Growing a vegan chicken empire that rivals Chick-fil-A
Bradbury opened the first location of Project Pollo in September 2020 during the height of the COVID-19 pandemic and gave away 1,600 vegan chicken sandwiches to enthusiastic Texans on World Vegan Day last November. While many small businesses were unfortunately forced to shutter, Bradbury saw the closures of large fast-food chain locations as an opportunity to start a modern chicken empire that does not rely on factory farmed animals, or underpaid workers, to make profits. “We have seen a lot of businesses surrounding us that have lost everything, and it hurts,” Bradbury told VegNews. “But we have also been fortunate to see some national chains shutter locations which give us the opportunity to try the alternative and save thousands of chicken lives every day.”

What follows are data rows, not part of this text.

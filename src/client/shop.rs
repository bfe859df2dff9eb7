use crate::client::api::{ApiRequest, WolfyClient};
use crate::error::Result;
use crate::models::*;

impl WolfyClient {
    /// Claim the free daily item.
    ///
    /// The server acknowledges with a plain-text body, which is returned as is.
    pub async fn collect_daily_item(&self) -> Result<String> {
        let response = self.execute(ApiRequest::post("shop/collect/free")).await?;
        Ok(response.text())
    }

    /// The featured drop with its packs and their items
    pub async fn current_drop(&self) -> Result<CurrentDrop> {
        self.send_json(ApiRequest::get("drop")).await
    }

    /// Rotating daily offers for coins and moons
    pub async fn daily_offers(&self) -> Result<Vec<DailyOfferSet>> {
        self.send_json(ApiRequest::get("shop/dailyOffers")).await
    }

    pub async fn subscription_offers(&self) -> Result<Vec<SubscriptionOffer>> {
        self.send_json(ApiRequest::get("shop/subscriptions/offers")).await
    }

    pub async fn moon_offers(&self) -> Result<Vec<MoonOffer>> {
        self.send_json(ApiRequest::get("shop/offers")).await
    }
}
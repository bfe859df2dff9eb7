use crate::error::{Error, Result};
use serde::{Deserialize, Serialize};
use std::fs;
use std::path::{Path, PathBuf};
use tracing::info;
use url::Url;

#[derive(Debug, Clone, Serialize, Deserialize)]
pub struct WolfyConfig {
    pub api: ApiConfig,
    pub headers: HeaderConfig,
    #[serde(default)]
    pub logging: LoggingConfig,
}

#[derive(Debug, Clone, Serialize, Deserialize)]
pub struct ApiConfig {
    /// Base URL every authenticated path is resolved against (must end in `/`)
    pub base_url: String,
    /// Base URL of the public skin renderer
    pub media_url: String,
    /// File holding the session token
    pub token_file: PathBuf,
}

#[derive(Debug, Clone, Serialize, Deserialize)]
pub struct HeaderConfig {
    /// User-Agent sent with every request, including media fetches
    pub user_agent: String,
    /// Default Referer for authenticated requests
    pub referer: String,
    /// Referer the social endpoints send instead of the default
    pub social_referer: String,
}

#[derive(Debug, Clone, Default, Serialize, Deserialize)]
pub struct LoggingConfig {
    /// Append a record of every API call to this file when set
    pub api_log_file: Option<PathBuf>,
}

impl Default for WolfyConfig {
    fn default() -> Self {
        Self {
            api: ApiConfig {
                base_url: crate::API_BASE_URL.to_string(),
                media_url: crate::MEDIA_BASE_URL.to_string(),
                token_file: PathBuf::from(crate::SESSION_TOKEN_FILE),
            },
            headers: HeaderConfig {
                user_agent: crate::DEFAULT_USER_AGENT.to_string(),
                referer: crate::DEFAULT_REFERER.to_string(),
                social_referer: crate::SOCIAL_REFERER.to_string(),
            },
            logging: LoggingConfig::default(),
        }
    }
}

impl WolfyConfig {
    /// Load configuration from file, creating default if it doesn't exist
    pub fn load_or_create(config_path: impl AsRef<Path>) -> Result<Self> {
        let config_path = config_path.as_ref();
        if config_path.exists() {
            info!("Loading configuration from {}", config_path.display());
            Self::load(config_path)
        } else {
            info!("Creating default configuration at {}", config_path.display());
            let config = Self::default();
            config.save(config_path)?;
            Ok(config)
        }
    }

    pub fn load(config_path: impl AsRef<Path>) -> Result<Self> {
        let config_str = fs::read_to_string(config_path)?;
        toml::from_str(&config_str).map_err(|e| Error::config(e.to_string()))
    }

    /// Save configuration to file
    pub fn save(&self, config_path: impl AsRef<Path>) -> Result<()> {
        let config_path = config_path.as_ref();
        if let Some(parent) = config_path.parent() {
            if !parent.as_os_str().is_empty() {
                fs::create_dir_all(parent)?;
            }
        }

        let config_str = toml::to_string_pretty(self).map_err(|e| Error::config(e.to_string()))?;
        fs::write(config_path, config_str)?;
        Ok(())
    }

    /// Validate configuration values
    pub fn validate(&self) -> Result<()> {
        for (name, value) in [("base_url", &self.api.base_url), ("media_url", &self.api.media_url)] {
            let url = Url::parse(value).map_err(|e| Error::config(format!("{name} is not a valid URL: {e}")))?;
            if url.cannot_be_a_base() {
                return Err(Error::config(format!("{name} cannot be used as a base URL")));
            }
            // Url::join replaces the last segment unless the base ends in a slash
            if !url.path().ends_with('/') {
                return Err(Error::config(format!("{name} must end with '/'")));
            }
        }

        if self.headers.user_agent.trim().is_empty() {
            return Err(Error::config("user_agent must not be empty"));
        }

        Ok(())
    }
}

/// Read the session token from disk, trimming surrounding whitespace
pub fn load_session_token(path: impl AsRef<Path>) -> Result<String> {
    let path = path.as_ref();
    let token = fs::read_to_string(path)
        .map_err(|e| Error::config(format!("Failed to read {}: {}", path.display(), e)))?
        .trim()
        .to_string();

    if token.is_empty() {
        return Err(Error::config(format!("{} is empty", path.display())));
    }
    Ok(token)
}
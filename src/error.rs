//! Error types for the Wolfy client

use reqwest::StatusCode;
use thiserror::Error;

#[derive(Error, Debug)]
pub enum Error {
    // Request construction errors
    #[error("malformed request path {path:?}: {reason}")]
    MalformedPath { path: String, reason: String },

    #[error("failed to encode request payload: {0}")]
    Encoding(String),

    // Network errors
    #[error("HTTP request failed: {0}")]
    Transport(#[from] reqwest::Error),

    #[error("api request failed with status {status}: {body}")]
    Api { status: StatusCode, body: String },

    // Response errors
    #[error("failed to decode response body: {0}")]
    Decode(#[from] serde_json::Error),

    #[error("expected a JSON response, got content type {content_type:?}")]
    UnexpectedContentType { content_type: String },

    #[error("invalid token: authentication check failed: {0}")]
    InvalidSession(#[source] Box<Error>),

    #[error("could not find user '{username}': {source}")]
    UserLookup {
        username: String,
        #[source]
        source: Box<Error>,
    },

    // Configuration errors
    #[error("configuration error: {0}")]
    Config(String),

    #[error("IO error: {0}")]
    Io(#[from] std::io::Error),
}

impl Error {
    /// Create a malformed path error
    pub fn malformed_path(path: impl Into<String>, reason: impl ToString) -> Self {
        Self::MalformedPath {
            path: path.into(),
            reason: reason.to_string(),
        }
    }

    /// Create an encoding error
    pub fn encoding(reason: impl ToString) -> Self {
        Self::Encoding(reason.to_string())
    }

    /// Create a configuration error
    pub fn config(reason: impl Into<String>) -> Self {
        Self::Config(reason.into())
    }

    /// The underlying error with any added context removed.
    ///
    /// A failed construction probe and a failed call later on the same
    /// client report the same root kind.
    pub fn root(&self) -> &Error {
        match self {
            Self::InvalidSession(inner) => inner.root(),
            Self::UserLookup { source, .. } => source.root(),
            other => other,
        }
    }

    /// HTTP status of an API error, if this is one.
    pub fn status(&self) -> Option<StatusCode> {
        match self.root() {
            Self::Api { status, .. } => Some(*status),
            _ => None,
        }
    }
}

pub type Result<T> = std::result::Result<T, Error>;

Currently, Bradbury operates five Project Pollo locations in Texas (San Antonio and Austin), including his newest location which opened in the space of a shuttered Jack-in-the-Box earlier this month. In fact, each Pollo Project location replaced a former fast-food restaurant, with the next two locations planned to take over a Subway and Church’s Chicken in April and May, respectively. This spring, Project Pollo will also replace a former Carl’s Jr. Overall, Bradbury is on track to open a total of 12 locations over the course of 12 months with rapid expansion plans into the Dallas and Houston areas planned for 2022.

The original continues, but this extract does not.